Visiting the old ‘hood—behind a mask

Rush Hour
Rush hour

It was time. After over five months, I needed to face down my anxiety and fears. (Not of Covid-19 germs, surprisingly. We New Yorkers had beat back the curve under the savvy leadership of Governor Andrew Cuomo. We were, and are, “New York Tough.” And smart.)

I took the Metro-North train from my home, an hour and twenty minutes north of NYC, behind a mask for the longest time in my mostly at-home sheltering of the last five months. Reading, what else? The New Yorker. Roz Chast is always my preferred interpreter of generalized-anxiety-disorder, and she covers Covid pretty well, too.

But what would it feel like? I had lamented the changes in my city for years, bashing greedy corporate culprits responsible for the decimation of the unique texture that was once every neighborhood’s rightful claim. Now you need to be very observant to see what once was.

Silver Monuments

My first apartment was a typical tenement, and now is spiffed up with a restaurant and outdoor seating.

156 E. 2nd

I sugar-coated when I described the building and apartment to my friends and family back home, in 1971. But my authentic enthusiasm was that of an 18-year-old who was living her dream:

E. 2nd St. map address

 

Wed. Nov. 10, 1971

Dear D____ ,

     First of all . . . we got an apartment! Hooray! We found it in 1 day, & we’re moving in tomorrow evening. The neighborhood is not too hot—Lower East Side—but the apartment itself is so nice. It’s in a pretty old building, & when the landlord showed it to us it was being completely renovated. It’s only $180/mo., & has loft beds (double size) built into the bedrooms and underneath is a clothes rack & desk built into the wall. The living room has one wall entirely in brick, & the kitchen is big (compared to most NY apt.’s) The bath tub is in the kitchen, but it’ll have a shower attachment & curtain. There’s a new sink, a big refrigerator, & a small stove. We just can’t wait to move in & start making it a home. But before we do anything we have to spray for cockroaches. They’re all over the city, & do they give us the creeps! It’s neat cause Alan [the landlord] is giving us $125 to furnish it (from thrift shops, Salvation Army, etc.) So it’ll be fun buying furniture. And he gave us free (but used) wall-to-wall carpeting. I just can’t wait.Hell’s Kitchen and Couture Dreams

copyright Sharon Watts

So, now—2020—how did I feel? People were out, mostly masked, and street energy was good. But I was disoriented. Not sure if I was mourning the changes of the last 5 months or the last 50 years, or was it all rolled up into one scribbly cloud? I couldn’t wait to get home and take my mask off, and sit in my little yard—my comfort zone. I know my boundaries need to be stretched from time to time, and I’ll be heading back to the city soon. I wonder what that tenement apartment rents for now. Let’s see.  And I wonder if the cockroaches are gone. 

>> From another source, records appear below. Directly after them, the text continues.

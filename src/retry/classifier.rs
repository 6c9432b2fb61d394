//! Error surface classification.
//!
//! Errors arrive as loosely-structured surfaces (message text, an HTTP
//! status, sometimes a well-known exception name). The classifier maps that
//! surface onto an [`ErrorCategory`]; anything unrecognized lands in
//! `Default` and gets the conservative middle-of-the-road policy.

use serde::{Deserialize, Serialize};

use super::policy::ErrorCategory;

/// What is observable about a failure.
#[derive(Debug, Clone, Default, Serialize, Deserialize)]
pub struct ErrorSurface {
    pub message: String,
    pub status: Option<u16>,
    pub exception_name: Option<String>,
}

impl ErrorSurface {
    #[must_use]
    pub fn from_message(message: impl Into<String>) -> Self {
        Self {
            message: message.into(),
            status: None,
            exception_name: None,
        }
    }

    #[must_use]
    pub fn with_status(mut self, status: u16) -> Self {
        self.status = Some(status);
        self
    }

    #[must_use]
    pub fn with_exception(mut self, name: impl Into<String>) -> Self {
        self.exception_name = Some(name.into());
        self
    }
}

impl std::fmt::Display for ErrorSurface {
    fn fmt(&self, f: &mut std::fmt::Formatter<'_>) -> std::fmt::Result {
        write!(f, "{}", self.message)?;
        if let Some(status) = self.status {
            write!(f, " (HTTP {status})")?;
        }
        Ok(())
    }
}

/// Stateless surface-to-category mapping.
#[derive(Debug, Clone, Copy, Default)]
pub struct ErrorClassifier;

impl ErrorClassifier {
    #[must_use]
    pub fn classify(&self, surface: &ErrorSurface) -> ErrorCategory {
        if let Some(status) = surface.status {
            match status {
                429 => return ErrorCategory::RateLimit,
                401 | 403 => return ErrorCategory::Permission,
                404 => return ErrorCategory::NotFound,
                500..=599 => return ErrorCategory::Server,
                _ => {}
            }
        }

        if let Some(name) = &surface.exception_name {
            match name.as_str() {
                "AbortError" | "TimeoutError" => return ErrorCategory::Timeout,
                "QuotaExceededError" | "RangeError" => return ErrorCategory::Memory,
                "SecurityError" => return ErrorCategory::Permission,
                _ => {}
            }
        }

        let msg = surface.message.to_lowercase();
        if msg.contains("cors") || msg.contains("cross-origin") {
            return ErrorCategory::Cors;
        }
        if msg.contains("rate limit") || msg.contains("too many requests") || msg.contains("429") {
            return ErrorCategory::RateLimit;
        }
        if msg.contains("timeout") || msg.contains("timed out") {
            return ErrorCategory::Timeout;
        }
        if msg.contains("dns")
            || msg.contains("connection")
            || msg.contains("network")
            || msg.contains("reset")
            || msg.contains("refused")
            || msg.contains("unreachable")
            || msg.contains("tls")
            || msg.contains("eof")
        {
            return ErrorCategory::Network;
        }
        if msg.contains("permission") || msg.contains("denied") || msg.contains("forbidden") {
            return ErrorCategory::Permission;
        }
        if msg.contains("not found") {
            return ErrorCategory::NotFound;
        }
        if msg.contains("memory") || msg.contains("allocation") {
            return ErrorCategory::Memory;
        }
        if msg.contains("invalid")
            || msg.contains("validation")
            || msg.contains("malformed")
            || msg.contains("selector")
        {
            return ErrorCategory::Validation;
        }
        if msg.contains("extension") {
            return ErrorCategory::Extension;
        }
        ErrorCategory::Default
    }
}

#[cfg(test)]
mod tests {
    use super::*;

    #[test]
    fn test_status_takes_precedence() {
        let classifier = ErrorClassifier;
        let surface = ErrorSurface::from_message("something").with_status(429);
        assert_eq!(classifier.classify(&surface), ErrorCategory::RateLimit);
        let surface = ErrorSurface::from_message("x").with_status(503);
        assert_eq!(classifier.classify(&surface), ErrorCategory::Server);
        let surface = ErrorSurface::from_message("x").with_status(403);
        assert_eq!(classifier.classify(&surface), ErrorCategory::Permission);
        let surface = ErrorSurface::from_message("x").with_status(404);
        assert_eq!(classifier.classify(&surface), ErrorCategory::NotFound);
    }

    #[test]
    fn test_message_patterns() {
        let classifier = ErrorClassifier;
        for (message, expected) in [
            ("connection reset by peer", ErrorCategory::Network),
            ("DNS lookup failed", ErrorCategory::Network),
            ("request timed out", ErrorCategory::Timeout),
            ("blocked by CORS policy", ErrorCategory::Cors),
            ("invalid selector syntax", ErrorCategory::Validation),
            ("out of memory", ErrorCategory::Memory),
            ("some new failure mode", ErrorCategory::Default),
        ] {
            assert_eq!(
                classifier.classify(&ErrorSurface::from_message(message)),
                expected,
                "{message}"
            );
        }
    }

    #[test]
    fn test_exception_names() {
        let classifier = ErrorClassifier;
        let surface = ErrorSurface::from_message("aborted").with_exception("AbortError");
        assert_eq!(classifier.classify(&surface), ErrorCategory::Timeout);
    }
}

I Am My Mother’s Daughter, Kinda

At least when it comes to letter-writing and archiving. A few years ago I helped my mom and stepfather downsize, and was re-gifted every handmade card, every letter I ever sent to her when I was young. As eager as I was to leave the nest, I still wanted my mom to know all about my exciting new life in New York City. It was 1971.

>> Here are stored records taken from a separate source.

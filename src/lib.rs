pub mod collector;
pub mod config;
pub mod dom;
pub mod pagination;
pub mod patterns;
pub mod ports;
pub mod retry;
pub mod router;
pub mod scoring;
pub mod urlnorm;

pub use collector::{CollectedImages, CollectorError, DiscoveryMethod, ImageCategory, ImageCollector, ImageRecord, ScanStats};
pub use config::{ScanConfig, ScanConfigBuilder};
pub use dom::{ComputedStyle, DomAdapter, DomError, ElementHandle, Rect, StaticDomAdapter};
pub use pagination::{
    PaginationDetection, PaginationDetector, PaginationEngine, PaginationKind,
    PaginationSnapshot, PaginationState, PaginationTarget, PatternStore, StepOutcome, StopHandle,
    Strategy, StrategyKind, TerminationReason, TraversalOutcome,
};
pub use patterns::{GalleryLayout, GalleryPattern, Orientation, PatternRecognizer};
pub use ports::{
    CancelToken, Clock, DownloadSink, ExportSink, FetchError, FetchNavigator, FetchRequest,
    FetchResponse, Fetcher, HttpFetcher, ManualClock, MemoryStore, NavError, NavigationOutcome,
    Navigator, PersistSink, TokioClock,
};
pub use retry::{
    BreakerBank, BreakerState, CategoryStats, ErrorCategory, ErrorClassifier, ErrorSurface,
    OperationRegistry, RetryError, RetryManager, RetryOperation, RetryOptions, RetryPolicy,
    RetrySnapshot,
};
pub use router::{
    Action, EngineEvent, EventBus, EventFilter, EventKind, RequestEnvelope, ResponseEnvelope,
    Router, ShutdownReason, Subscription,
};
pub use scoring::{ConfidenceLevel, ConfidenceReport, ConfidenceScorer, SignalScore, SignalWeights};
pub use urlnorm::UrlCanonicalizer;
//! Image reference collection.
//!
//! Walks one parsed document and enumerates every discoverable image
//! reference across eight embedding idioms, in a fixed order:
//!
//! 1. `<img src>`
//! 2. `<img srcset>`
//! 3. lazy attributes on any element
//! 4. inline `style` background images
//! 5. `<picture>` sources and their `<img>` fallback
//! 6. SVG `<image>`/`<use>` references
//! 7. `<a href>` pointing at image-like URLs
//! 8. computed-style backgrounds on non-inline elements (bounded)
//!
//! The first reference to a canonical URL wins; later duplicates only bump a
//! counter. Per-element failures (missing attributes, unparseable URLs) are
//! counted and swallowed; only losing the document itself fails the scan.

mod types;

pub use types::{
    CollectedImages, DiscoveryMethod, ImageAttributes, ImageCategory, ImageRecord, ScanStats,
};

use regex::Regex;
use std::collections::HashSet;
use std::sync::LazyLock;
use std::time::Instant;
use url::Url;

use crate::config::CollectorConfig;
use crate::dom::{DomAdapter, DomError, ElementHandle};
use crate::ports::CancelToken;
use crate::scoring::signals::{LAZY_ATTRIBUTES, LAZY_CLASS_TOKENS};
use crate::urlnorm::UrlCanonicalizer;

static CSS_URL_RE: LazyLock<Regex> = LazyLock::new(|| {
    Regex::new(r#"(?i)url\(\s*['"]?([^'")]+)['"]?\s*\)"#)
        .expect("BUG: hardcoded css url() regex is invalid")
});

#[derive(Debug, thiserror::Error)]
pub enum CollectorError {
    #[error("DOM unavailable: {0}")]
    DomUnavailable(String),
}

impl From<DomError> for CollectorError {
    fn from(error: DomError) -> Self {
        Self::DomUnavailable(error.to_string())
    }
}

/// Split an `srcset` value into its candidate URLs: one candidate per comma,
/// keeping the first whitespace-separated token (the URL, not the descriptor).
#[must_use]
pub fn parse_srcset(value: &str) -> Vec<&str> {
    value
        .split(',')
        .filter_map(|candidate| candidate.split_whitespace().next())
        .filter(|token| !token.is_empty())
        .collect()
}

/// Enumerates image references from one document.
pub struct ImageCollector<'a> {
    dom: &'a dyn DomAdapter,
    urls: &'a UrlCanonicalizer,
    config: &'a CollectorConfig,
    page_url: &'a Url,
}

struct CollectState {
    records: Vec<ImageRecord>,
    seen: HashSet<String>,
    duplicates: u64,
    element_errors: u64,
    started: Instant,
}

impl<'a> ImageCollector<'a> {
    #[must_use]
    pub fn new(
        dom: &'a dyn DomAdapter,
        urls: &'a UrlCanonicalizer,
        config: &'a CollectorConfig,
        page_url: &'a Url,
    ) -> Self {
        Self {
            dom,
            urls,
            config,
            page_url,
        }
    }

    /// Run all discovery methods. Cancellation is checked between methods;
    /// a cancelled scan returns the records gathered so far.
    pub fn collect(&self, cancel: Option<&CancelToken>) -> Result<CollectedImages, CollectorError> {
        let mut state = CollectState {
            records: Vec::new(),
            seen: HashSet::new(),
            duplicates: 0,
            element_errors: 0,
            started: Instant::now(),
        };

        let methods: [(&str, fn(&Self, &mut CollectState) -> Result<(), CollectorError>); 8] = [
            ("img-src", Self::collect_img_src),
            ("img-srcset", Self::collect_img_srcset),
            ("lazy-attr", Self::collect_lazy),
            ("inline-background", Self::collect_inline_background),
            ("picture", Self::collect_picture),
            ("svg", Self::collect_svg),
            ("anchor", Self::collect_anchors),
            ("computed-background", Self::collect_computed_background),
        ];

        let mut cancelled = false;
        for (name, method) in methods {
            if cancel.is_some_and(CancelToken::is_cancelled) {
                log::debug!("scan cancelled before {name} pass");
                cancelled = true;
                break;
            }
            method(self, &mut state)?;
        }

        let stats = ScanStats {
            records: state.records.len(),
            duplicates: state.duplicates,
            element_errors: state.element_errors,
            elapsed: state.started.elapsed(),
            cancelled,
        };
        log::debug!(
            "collected {} records ({} duplicates, {} element errors) from {}",
            stats.records,
            stats.duplicates,
            stats.element_errors,
            self.page_url
        );
        Ok(CollectedImages {
            records: state.records,
            stats,
        })
    }

    fn emit(
        &self,
        state: &mut CollectState,
        raw: &str,
        method: DiscoveryMethod,
        element: ElementHandle,
    ) {
        let Some(url) = self.urls.canonicalize(raw, self.page_url) else {
            if !raw.trim().is_empty() {
                state.element_errors += 1;
            }
            return;
        };

        let key = url.to_string();
        if !state.seen.insert(key) {
            state.duplicates += 1;
            return;
        }

        let attributes = self.snapshot_attributes(element);
        let confidence = self.record_confidence(&url, method, &attributes);
        let category = if confidence >= self.config.high_confidence_threshold {
            ImageCategory::HighConfidence
        } else if self.urls.same_origin(&url, self.page_url) {
            ImageCategory::SameOrigin
        } else {
            ImageCategory::External
        };

        state.records.push(ImageRecord {
            url,
            discovery_method: method,
            attributes,
            element,
            confidence,
            category,
            collected_at: state.started.elapsed(),
        });
    }

    fn snapshot_attributes(&self, element: ElementHandle) -> ImageAttributes {
        let mut out = ImageAttributes::default();
        for (key, value) in self.dom.attributes(element) {
            match key.as_str() {
                "alt" => out.alt = Some(value),
                "title" => out.title = Some(value),
                "width" => out.width = value.trim().parse().ok(),
                "height" => out.height = value.trim().parse().ok(),
                "class" => out.class = Some(value),
                "id" => out.id = Some(value),
                _ => {}
            }
        }
        if out.width.is_none() || out.height.is_none() {
            let rect = self.dom.bounding_rect(element);
            if !rect.is_zero() {
                out.width.get_or_insert(rect.width as u32);
                out.height.get_or_insert(rect.height as u32);
            }
        }
        out
    }

    fn record_confidence(
        &self,
        url: &Url,
        method: DiscoveryMethod,
        attributes: &ImageAttributes,
    ) -> f64 {
        let base = match method {
            DiscoveryMethod::ImgSrc => 0.9,
            DiscoveryMethod::ImgSrcset | DiscoveryMethod::PictureImg => 0.85,
            DiscoveryMethod::PictureSource => 0.8,
            DiscoveryMethod::SvgImage => 0.75,
            DiscoveryMethod::LazyAttr => 0.7,
            DiscoveryMethod::BackgroundImage => 0.6,
            DiscoveryMethod::AnchorHref => 0.45,
        };
        let mut score: f64 = base;
        if self.urls.looks_like_image(url) {
            score += 0.05;
        }
        if attributes
            .width
            .zip(attributes.height)
            .is_some_and(|(w, h)| w.min(h) >= 50)
        {
            score += 0.05;
        }
        score.clamp(0.0, 1.0)
    }

    /// Whether an element sits inside a `<picture>`; those images belong to
    /// the picture pass so the fallback keeps its own discovery method.
    fn inside_picture(&self, handle: ElementHandle) -> bool {
        let mut cursor = self.dom.parent(handle);
        while let Some(ancestor) = cursor {
            if self.dom.tag_name(ancestor).as_deref() == Some("picture") {
                return true;
            }
            cursor = self.dom.parent(ancestor);
        }
        false
    }

    fn collect_img_src(&self, state: &mut CollectState) -> Result<(), CollectorError> {
        for handle in self.dom.query_all("img")? {
            if self.inside_picture(handle) {
                continue;
            }
            match self.dom.attribute(handle, "src") {
                Some(src) => self.emit(state, &src, DiscoveryMethod::ImgSrc, handle),
                None => state.element_errors += 1,
            }
        }
        Ok(())
    }

    fn collect_img_srcset(&self, state: &mut CollectState) -> Result<(), CollectorError> {
        for handle in self.dom.query_all("img[srcset]")? {
            if self.inside_picture(handle) {
                continue;
            }
            let Some(srcset) = self.dom.attribute(handle, "srcset") else {
                state.element_errors += 1;
                continue;
            };
            for candidate in parse_srcset(&srcset) {
                self.emit(state, candidate, DiscoveryMethod::ImgSrcset, handle);
            }
        }
        Ok(())
    }

    fn collect_lazy(&self, state: &mut CollectState) -> Result<(), CollectorError> {
        for handle in self.dom.query_all("*")? {
            let attrs = self.dom.attributes(handle);
            let lazy_marked = attrs.iter().any(|(k, v)| {
                (k == "loading" && v.eq_ignore_ascii_case("lazy"))
                    || (k == "class"
                        && v.split_whitespace().any(|c| LAZY_CLASS_TOKENS.contains(&c)))
            });

            for (key, value) in &attrs {
                if !LAZY_ATTRIBUTES.contains(&key.as_str()) {
                    continue;
                }
                if key == "data-srcset" {
                    for candidate in parse_srcset(value) {
                        self.emit(state, candidate, DiscoveryMethod::LazyAttr, handle);
                    }
                } else {
                    self.emit(state, value, DiscoveryMethod::LazyAttr, handle);
                }
            }

            // loading="lazy" / lazy classes carry no URL of their own; the
            // src pass already captured those. Only flag elements that
            // advertise laziness but expose no URL at all.
            if lazy_marked
                && !attrs.iter().any(|(k, _)| {
                    k == "src" || k == "srcset" || LAZY_ATTRIBUTES.contains(&k.as_str())
                })
            {
                state.element_errors += 1;
            }
        }
        Ok(())
    }

    fn collect_inline_background(&self, state: &mut CollectState) -> Result<(), CollectorError> {
        for handle in self.dom.query_all("[style]")? {
            let Some(style) = self.dom.attribute(handle, "style") else {
                continue;
            };
            if !style.to_ascii_lowercase().contains("background") {
                continue;
            }
            for capture in CSS_URL_RE.captures_iter(&style) {
                if let Some(url) = capture.get(1) {
                    self.emit(state, url.as_str(), DiscoveryMethod::BackgroundImage, handle);
                }
            }
        }
        Ok(())
    }

    fn collect_picture(&self, state: &mut CollectState) -> Result<(), CollectorError> {
        for picture in self.dom.query_all("picture")? {
            for child in self.dom.descendants(picture) {
                match self.dom.tag_name(child).as_deref() {
                    Some("source") => {
                        if let Some(srcset) = self.dom.attribute(child, "srcset") {
                            for candidate in parse_srcset(&srcset) {
                                self.emit(state, candidate, DiscoveryMethod::PictureSource, child);
                            }
                        } else if let Some(src) = self.dom.attribute(child, "src") {
                            self.emit(state, &src, DiscoveryMethod::PictureSource, child);
                        }
                    }
                    Some("img") => {
                        if let Some(src) = self.dom.attribute(child, "src") {
                            self.emit(state, &src, DiscoveryMethod::PictureImg, child);
                        }
                    }
                    _ => {}
                }
            }
        }
        Ok(())
    }

    fn collect_svg(&self, state: &mut CollectState) -> Result<(), CollectorError> {
        for handle in self.dom.query_all("image, use")? {
            let href = self
                .dom
                .attribute(handle, "href")
                .or_else(|| self.dom.attribute(handle, "xlink:href"));
            if let Some(href) = href {
                self.emit(state, &href, DiscoveryMethod::SvgImage, handle);
            }
        }
        Ok(())
    }

    fn collect_anchors(&self, state: &mut CollectState) -> Result<(), CollectorError> {
        for handle in self.dom.query_all("a[href]")? {
            let Some(href) = self.dom.attribute(handle, "href") else {
                continue;
            };
            let Some(url) = self.urls.canonicalize(&href, self.page_url) else {
                continue;
            };
            if self.urls.looks_like_image(&url) {
                self.emit(state, &href, DiscoveryMethod::AnchorHref, handle);
            }
        }
        Ok(())
    }

    fn collect_computed_background(&self, state: &mut CollectState) -> Result<(), CollectorError> {
        let candidates = self.dom.query_all("*")?;
        let mut examined = 0usize;
        for handle in candidates {
            if examined >= self.config.max_style_scan {
                break;
            }
            let style = self.dom.computed_style(handle);
            if style.display == "inline" {
                continue;
            }
            examined += 1;
            if let Some(background) = style.background_image {
                for capture in CSS_URL_RE.captures_iter(&background) {
                    if let Some(url) = capture.get(1) {
                        self.emit(state, url.as_str(), DiscoveryMethod::BackgroundImage, handle);
                    }
                }
            }
        }
        Ok(())
    }
}
//! Multi-strategy next-page detection.
//!
//! Each strategy inspects the document (or the current URL) independently and
//! yields at most one candidate. Candidates rejected by the bad-target guard
//! die at construction; survivors are sorted by confidence, with the table
//! priority breaking ties. Strategies that failed earlier in the session are
//! skipped entirely.

use std::sync::Arc;
use url::Url;

use super::learning::PatternStore;
use super::state::PaginationState;
use super::strategy::{
    PaginationDetection, PaginationKind, PaginationTarget, Strategy, StrategyKind,
};
use super::text_patterns::{
    PAGE_PARAMS, apply_path_template, is_load_more_text, is_next_aria_label, is_next_class_or_id,
    is_next_text, match_path_pattern,
};
use crate::config::PaginationConfig;
use crate::dom::{DomAdapter, DomError, ElementHandle};
use crate::urlnorm::UrlCanonicalizer;

/// Selector for the containers that usually hold page links.
const PAGINATION_CONTAINERS: &str =
    ".pagination, .pager, .page-numbers, [class*='pagination'], [class*='pager'], nav[aria-label*='pag']";

const CONF_LEARNED: f64 = 0.93;
const CONF_REL_NEXT: f64 = 1.00;
const CONF_QUERY_LINK: f64 = 0.95;
const CONF_PATH_LINK: f64 = 0.92;
const CONF_PATH_INCREMENT: f64 = 0.90;
const CONF_NUMBERED: f64 = 0.95;
const CONF_ARIA: f64 = 0.85;
const CONF_TEXT: f64 = 0.90;
const CONF_CLASS_ID: f64 = 0.80;
const CONF_QUERY_INCREMENT: f64 = 0.85;
const CONF_SHADOW_REL: f64 = 0.90;
const CONF_SHADOW_TEXT: f64 = 0.88;
const CONF_LOAD_MORE: f64 = 0.70;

Letters I wrote to one of my best friends from high school were also returned to me, a few years before I started this memoir. These sat in my basement collecting mildew until I curled up on the couch with a glass of wine, opened the shoe box, and discovered a girl I had forgotten all about. Me.

I was mesmerized. And a bit appalled. Who was that girl?

My friend D. and I wrote several times a week, describing every little factoid of our emotional lives. Long distance phone calls were expensive, and letter-writing was not the lost art it is now. It simply was how we communicated.

With my old letters, I am able to flesh out long dormant memories. I vaguely remember that I once was escorted by “Ace,” a member of the Black Panthers, past the Hell’s Angels headquarters in the East Village as I checked out the neighborhood. Now I can not only write about the experience from my current vantage point, but also add the contents of a letter that I wrote in “real time,” with all the feelings I had as I eagerly shared my life.